BEGIN Task data

//! テスト環境の起動・停止
//!
//! compose コマンドで、ビルドしたイメージを使うテスト環境を操作します。

use crate::engine::ContainerEngine;
use crate::error::{BuildError, BuildResult};
use packflow_config::{ApplicationSettings, ConfigStore};
use std::ffi::OsString;
use std::path::{Path, PathBuf};
use std::process::Stdio;
use std::sync::Arc;
use tokio::process::Command;

/// 呼び出し側が所有する compose セッション
pub struct ComposeSession {
    engine: Arc<dyn ContainerEngine>,
    compose_file: PathBuf,
    /// `docker compose` のように複数語でもよい
    compose_command: String,
    base_images: Vec<String>,
}

impl ComposeSession {
    pub fn new(
        engine: Arc<dyn ContainerEngine>,
        compose_file: impl Into<PathBuf>,
        compose_command: impl Into<String>,
        base_images: Vec<String>,
    ) -> Self {
        Self {
            engine,
            compose_file: compose_file.into(),
            compose_command: compose_command.into(),
            base_images,
        }
    }

    /// 設定ファイルの BuildSettings から作成
    pub fn from_settings(
        engine: Arc<dyn ContainerEngine>,
        store: &ConfigStore,
        settings: &ApplicationSettings,
    ) -> Self {
        Self::new(
            engine,
            store.resolve(&settings.build_settings.compose_file_path),
            settings.build_settings.compose_command.clone(),
            settings.base_images(),
        )
    }

    pub fn compose_file(&self) -> &Path {
        &self.compose_file
    }

    /// テスト環境を起動
    ///
    /// `skip_existing` でなければ、設定済みベースイメージの既存イメージを先に強制削除します。
    pub async fn up(&self, skip_existing: bool) -> BuildResult<()> {
        self.ensure_compose_file()?;

        if !skip_existing {
            self.remove_existing_images().await;
        }

        tracing::info!("Starting test environment from {}", self.compose_file.display());
        self.run_compose(&["up", "-d"]).await
    }

    /// テスト環境を停止
    pub async fn down(&self) -> BuildResult<()> {
        self.ensure_compose_file()?;

        tracing::info!("Stopping test environment from {}", self.compose_file.display());
        self.run_compose(&["down"]).await
    }

    fn ensure_compose_file(&self) -> BuildResult<()> {
        if !self.compose_file.is_file() {
            return Err(BuildError::ComposeFileNotFound(self.compose_file.clone()));
        }
        Ok(())
    }

    async fn remove_existing_images(&self) {
        for base_image in &self.base_images {
            let images = match self.engine.list_images(base_image).await {
                Ok(images) => images,
                Err(e) => {
                    tracing::error!("Failed to list images for {}: {}", base_image, e);
                    continue;
                }
            };

            for image in images {
                match self.engine.remove_image(&image.id, true).await {
                    Ok(()) => tracing::info!("Removed image {} ({})", image.reference, image.id),
                    Err(e) => tracing::error!("Failed to remove image {}: {}", image.id, e),
                }
            }
        }
    }

    /// compose コマンドのプログラムと引数
    fn command_line(&self, action: &[&str]) -> BuildResult<(String, Vec<OsString>)> {
        let mut words = self.compose_command.split_whitespace();
        let program = words
            .next()
            .ok_or_else(|| BuildError::ComposeFailed("compose command is empty".to_string()))?
            .to_string();

        let mut args: Vec<OsString> = words.map(OsString::from).collect();
        args.push("-f".into());
        args.push(self.compose_file.clone().into_os_string());
        args.extend(action.iter().map(OsString::from));

        Ok((program, args))
    }

    async fn run_compose(&self, action: &[&str]) -> BuildResult<()> {
        let (program, args) = self.command_line(action)?;
        tracing::debug!("Running: {} {:?}", program, args);

        let output = Command::new(&program)
            .args(&args)
            .stdout(Stdio::piped())
            .stderr(Stdio::piped())
            .output()
            .await?;

        if !output.status.success() {
            let stderr = String::from_utf8_lossy(&output.stderr);
            return Err(BuildError::ComposeFailed(stderr.trim().to_string()));
        }

        Ok(())
    }
}

#[cfg(test)]
mod tests {
    use super::*;
    use crate::engine::ImageHandle;
    use async_trait::async_trait;
    use bytes::Bytes;
    use futures_util::stream::{self, BoxStream, StreamExt};
    use std::sync::Mutex;
    use tempfile::tempdir;

    #[derive(Default)]
    struct RecordingEngine {
        removed: Mutex<Vec<String>>,
    }

    #[async_trait]
    impl ContainerEngine for RecordingEngine {
        async fn build(&self, _context_path: &Path, _tag: &str) -> BuildResult<()> {
            Ok(())
        }

        async fn get_image(&self, _reference: &str) -> BuildResult<Option<ImageHandle>> {
            Ok(None)
        }

        async fn remove_image(&self, reference: &str, _force: bool) -> BuildResult<()> {
            self.removed.lock().unwrap().push(reference.to_string());
            Ok(())
        }

        fn save_image(&self, _image: &ImageHandle) -> BoxStream<'static, BuildResult<Bytes>> {
            stream::empty().boxed()
        }

        async fn list_images(&self, reference_filter: &str) -> BuildResult<Vec<ImageHandle>> {
            Ok(vec![ImageHandle {
                id: format!("sha256:{}", reference_filter),
                reference: format!("{}:latest", reference_filter),
                tags: vec![format!("{}:latest", reference_filter)],
            }])
        }
    }

    fn session(file: &Path, command: &str, engine: Arc<RecordingEngine>) -> ComposeSession {
        ComposeSession::new(engine, file, command, vec!["acme-api".into(), "acme-web".into()])
    }

    #[test]
    fn test_command_line_multi_word() {
        let engine = Arc::new(RecordingEngine::default());
        let session = session(Path::new("/p/compose.yaml"), "docker compose", engine);

        let (program, args) = session.command_line(&["up", "-d"]).unwrap();
        assert_eq!(program, "docker");
        assert_eq!(
            args,
            vec!["compose", "-f", "/p/compose.yaml", "up", "-d"]
                .into_iter()
                .map(OsString::from)
                .collect::<Vec<_>>()
        );
    }

    #[test]
    fn test_command_line_empty_command() {
        let engine = Arc::new(RecordingEngine::default());
        let session = session(Path::new("/p/compose.yaml"), "  ", engine);
        assert!(matches!(
            session.command_line(&["down"]),
            Err(BuildError::ComposeFailed(_))
        ));
    }

    #[tokio::test]
    async fn test_up_requires_compose_file() {
        let temp = tempdir().unwrap();
        let engine = Arc::new(RecordingEngine::default());
        let session = session(&temp.path().join("compose.yaml"), "true", engine.clone());

        let result = session.up(false).await;

        assert!(matches!(result, Err(BuildError::ComposeFileNotFound(_))));
        // 失敗時はイメージを削除しない
        assert!(engine.removed.lock().unwrap().is_empty());
    }

    #[tokio::test]
    async fn test_up_removes_existing_images() {
        let temp = tempdir().unwrap();
        let file = temp.path().join("compose.yaml");
        std::fs::write(&file, "services: {}\n").unwrap();
        let engine = Arc::new(RecordingEngine::default());

        // `true` は引数を無視して成功する
        session(&file, "true", engine.clone()).up(false).await.unwrap();

        assert_eq!(
            *engine.removed.lock().unwrap(),
            vec!["sha256:acme-api", "sha256:acme-web"]
        );
    }

    #[tokio::test]
    async fn test_up_skip_existing() {
        let temp = tempdir().unwrap();
        let file = temp.path().join("compose.yaml");
        std::fs::write(&file, "services: {}\n").unwrap();
        let engine = Arc::new(RecordingEngine::default());

        session(&file, "true", engine.clone()).up(true).await.unwrap();

        assert!(engine.removed.lock().unwrap().is_empty());
    }

    #[tokio::test]
    async fn test_down_reports_failure() {
        let temp = tempdir().unwrap();
        let file = temp.path().join("compose.yaml");
        std::fs::write(&file, "services: {}\n").unwrap();
        let engine = Arc::new(RecordingEngine::default());

        let result = session(&file, "false", engine).down().await;

        assert!(matches!(result, Err(BuildError::ComposeFailed(_))));
    }
}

END Task data

### To do
With "true" as the string to find, copy every line of the records that holds it.

### Solution for this exercise
                match self.engine.remove_image(&image.id, true).await {
        let session = session(&temp.path().join("compose.yaml"), "true", engine.clone());
        // `true` は引数を無視して成功する
        session(&file, "true", engine.clone()).up(false).await.unwrap();
        session(&file, "true", engine.clone()).up(true).await.unwrap();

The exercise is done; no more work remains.